H.     FORCE MAJEURE

1.      Neither Buyer nor Seller shall be liable for any damages resulting from any delay or failure of performance arising from any cause not reasonably within such party's control including, but not limited to, the following: Acts of God; fire, earthquake, hurricane or other windstorm; labor disputes, whether or not the demands of labor are within the ability of the party to meet; embargoes; unavailability or shortage of power, labor, transportation, raw materials, or usual means of supply; shortage or curtailment of energy sources, wars; rebellions, civil disorders; regulations or acts of government, government agencies or instrumentality's; or any other cause whether similar or dissimilar to the foregoing. The party affected by the force majeure shall give prompt notice thereof to the other.

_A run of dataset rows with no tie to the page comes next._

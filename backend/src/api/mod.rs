//! HTTP API module.
//!
//! The pinning proxy server, its response types and the progress log stream.

pub mod server;
pub mod types;
pub mod logs;

pub use server::{router, start_server};
pub use types::*;
pub use logs::*;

2.      In the event of force majeure, the time for performance under this Agreement (except Buyer’s obligation to pay to Seller money due) shall be extended for any period reasonably necessary due to such occurrence, during which this Agreement shall remain in full force and effect; provided, however, that Seller may terminate this Agreement at any time during such extension period. Seller shall have the right to allocate its available Goods among its own uses and its customers, including those not under contract, in such manner as Seller may deem fit. Seller shall have no obligation to purchase substitute goods or transportation in order to complete delivery to Buyer; and if Seller contemplated a specific source of supply, manufacture or transportation, whether or not specified in this Agreement, Seller shall not have any obligation to deliver goods to Buyer from or by any other source.

I.       PATENTS

1.      Buyer shall defend and hold Seller harmless from any claim made against Seller or its suppliers that the manufacture or sale of goods supplied constitutes infringement of any United States patent, if such goods were manufactured pursuant to Buyer's designs, specifications, processes, and/or formulas, and were not normally offered for sale by Seller, provided Seller promptly notifies Buyer in writing of the claim and gives Buyer full authority, information, and assistance (at Buyer’s expense) for the defense of same.

2.      The foregoing constitutes the parties’ entire liability for claims or actions based on patent infringement.

J.      WAIVER. Neither party shall be deemed to have waived any of its rights, powers, or remedies, under this Agreement, or at law or in equity, unless such waiver is in writing and is executed by it. No delay or omission by either party in exercising any right, power, or remedy, shall operate as a waiver thereof or of any other right, power, or remedy. No waiver by either party of any default shall operate as a waiver of any other default, or of the same default on another occasion.

K.    CHOICE OF LAW. This agreement shall be governed by and construed in accordance with the laws of the State of Pennsylvania in all respects.

L.     ASSIGNABILITY BUYER. Buyer shall not assign any of its rights or delegate any of its obligations under this Agreement without the prior written consent of Seller. Any purported assignment or delegation in violation of this Section is null and void. No assignment or delegation relieves Buyer of any of its obligations under this Agreement.